What biomarkers might predict response to TEM8-targeted therapies?

Identifying predictive biomarkers for response to TEM8-targeted therapies represents a critical research priority. Potential biomarker approaches include:

• TEM8 Expression Profiling: Comprehensive assessment of TEM8 expression patterns across tumor and stromal compartments might predict therapeutic response.
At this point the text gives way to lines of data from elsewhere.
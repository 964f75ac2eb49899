use crate::constants::{
    DEFAULT_LOG_LEVEL, DEFAULT_MAX_LOGGED_PAYLOAD_BYTES, LOG_LEVEL_ENV, LOG_PAYLOAD_ON_ERROR_ENV,
    MAX_LOGGED_PAYLOAD_BYTES_ENV,
};
use crate::utils::config::{get_env_flag, get_env_or_default};
use dotenv::dotenv;
use pretty_simple_display::{DebugPretty, DisplaySimple};
use serde::{Deserialize, Serialize};
use tracing::debug;

#[derive(DebugPretty, DisplaySimple, Serialize, Deserialize, Clone, PartialEq)]
/// Settings for turning response bodies into models
pub struct DecodeConfig {
    /// Whether a failed decode logs an excerpt of the offending payload
    pub log_payload_on_error: bool,
    /// Maximum number of payload bytes included in that excerpt
    pub max_logged_payload_bytes: usize,
}

impl Default for DecodeConfig {
    fn default() -> Self {
        Self {
            log_payload_on_error: false,
            max_logged_payload_bytes: DEFAULT_MAX_LOGGED_PAYLOAD_BYTES,
        }
    }
}

#[derive(DebugPretty, DisplaySimple, Serialize, Deserialize, Clone, PartialEq)]
/// Main configuration of the library
pub struct Config {
    /// Response decoding settings
    pub decode: DecodeConfig,
    /// Level name passed to the logger
    pub log_level: String,
}

impl Default for Config {
    fn default() -> Self {
        Self::new()
    }
}

impl Config {
    /// Builds the configuration from the environment and an optional `.env` file
    ///
    /// Variables:
    /// * `TT_LOG_PAYLOAD_ON_ERROR` - log payload excerpts on decode errors (default `false`)
    /// * `TT_MAX_LOGGED_PAYLOAD_BYTES` - excerpt size limit (default 512)
    /// * `LOGLEVEL` - log level name (default `INFO`)
    pub fn new() -> Self {
        match dotenv() {
            Ok(_) => debug!("Successfully loaded .env file"),
            Err(e) => debug!("Failed to load .env file: {e}"),
        }

        Config {
            decode: DecodeConfig {
                log_payload_on_error: get_env_flag(LOG_PAYLOAD_ON_ERROR_ENV, false),
                max_logged_payload_bytes: get_env_or_default(
                    MAX_LOGGED_PAYLOAD_BYTES_ENV,
                    DEFAULT_MAX_LOGGED_PAYLOAD_BYTES,
                ),
            },
            log_level: get_env_or_default(LOG_LEVEL_ENV, DEFAULT_LOG_LEVEL.to_string()),
        }
    }
}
Techniques such as multiplex immunofluorescence or spatial transcriptomics could provide detailed spatial information about TEM8 distribution .

• Stromal Signature Assessment: Beyond TEM8 itself, broader stromal gene expression signatures might identify tumors particularly dependent on stromal support and thus potentially responsive to TEM8-targeted disruption.

• Immune Contexture Analysis: Characterization of pre-existing immune infiltrates and their relationship to TEM8-expressing stromal regions could inform combination strategies and identify patients likely to benefit from combined TEM8-immunotherapy approaches.

• Vascular Perfusion Markers: Since TEM8 was originally identified as a tumor endothelial marker, assessment of vascular architecture and function might correlate with response to TEM8-targeted therapies.

• M2-PK Levels: Given the interaction between TEM8 and the M2 isoenzyme of pyruvate kinase (M2-PK), measurement of circulating or tumor-associated M2-PK might serve as a biomarker for tumors particularly susceptible to TEM8-Fc intervention .

Integration of these biomarker approaches into early-phase clinical development will be essential for identifying patient populations most likely to benefit from TEM8-targeted therapeutic strategies.